→ **Aim of the exercise**:
Give back every record exactly as written.

------------

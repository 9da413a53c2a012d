//! Gather - plan roasts, parties and potlucks from the terminal
//!
//! Reads one command per line from stdin. Set `GATHER_NAME` to choose who
//! you are and `RUST_LOG` for log output.

use std::io;

use gather_core::{EventSession, GatherConfig};
use tracing_subscriber::{layer::SubscriberExt, util::SubscriberInitExt};

mod commands;
mod console;
mod identity;
mod shell;
mod state;

fn main() {
    // Logs go to stderr so they never interleave with shell output
    tracing_subscriber::registry()
        .with(tracing_subscriber::fmt::layer().with_writer(io::stderr))
        .with(tracing_subscriber::EnvFilter::from_default_env())
        .init();

    tracing::info!("Starting Gather");

    let config = match GatherConfig::load_or_default() {
        Ok(config) => config,
        Err(e) => {
            tracing::error!("Failed to load configuration: {}", e);
            std::process::exit(1);
        }
    };

    let name = std::env::var("GATHER_NAME").ok();
    let app_state = match state::AppState::new(config, name.as_deref()) {
        Ok(state) => state,
        Err(e) => {
            tracing::error!("Failed to initialize application: {}", e);
            std::process::exit(1);
        }
    };
    tracing::info!(user = %app_state.identity.name, "Signed in");

    let notices = console::Notices::default();
    let session = EventSession::new(&app_state.db, app_state.identity.actor())
        .with_collaborators(console::collaborators(&notices))
        .with_share_config(app_state.config.share.clone());

    let mut shell = shell::Shell::new(session, notices);
    if let Err(e) = shell.run(io::stdin().lock(), io::stdout().lock()) {
        tracing::error!("Shell stopped: {}", e);
        std::process::exit(1);
    }
}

------------

→ **Response to the exercise**:
repository 9da413a53c2a012d
//! Gather - plan roasts, parties and potlucks from the terminal
//!
//! Reads one command per line from stdin. Set `GATHER_NAME` to choose who
//! you are and `RUST_LOG` for log output.

use std::io;

use gather_core::{EventSession, GatherConfig};
use tracing_subscriber::{layer::SubscriberExt, util::SubscriberInitExt};

mod commands;
mod console;
mod identity;
mod shell;
mod state;

fn main() {
    // Logs go to stderr so they never interleave with shell output
    tracing_subscriber::registry()
        .with(tracing_subscriber::fmt::layer().with_writer(io::stderr))
        .with(tracing_subscriber::EnvFilter::from_default_env())
        .init();

    tracing::info!("Starting Gather");

    let config = match GatherConfig::load_or_default() {
        Ok(config) => config,
        Err(e) => {
            tracing::error!("Failed to load configuration: {}", e);
            std::process::exit(1);
        }
    };

    let name = std::env::var("GATHER_NAME").ok();
    let app_state = match state::AppState::new(config, name.as_deref()) {
        Ok(state) => state,
        Err(e) => {
            tracing::error!("Failed to initialize application: {}", e);
            std::process::exit(1);
        }
    };
    tracing::info!(user = %app_state.identity.name, "Signed in");

    let notices = console::Notices::default();
    let session = EventSession::new(&app_state.db, app_state.identity.actor())
        .with_collaborators(console::collaborators(&notices))
        .with_share_config(app_state.config.share.clone());

    let mut shell = shell::Shell::new(session, notices);
    if let Err(e) = shell.run(io::stdin().lock(), io::stdout().lock()) {
        tracing::error!("Shell stopped: {}", e);
        std::process::exit(1);
    }
}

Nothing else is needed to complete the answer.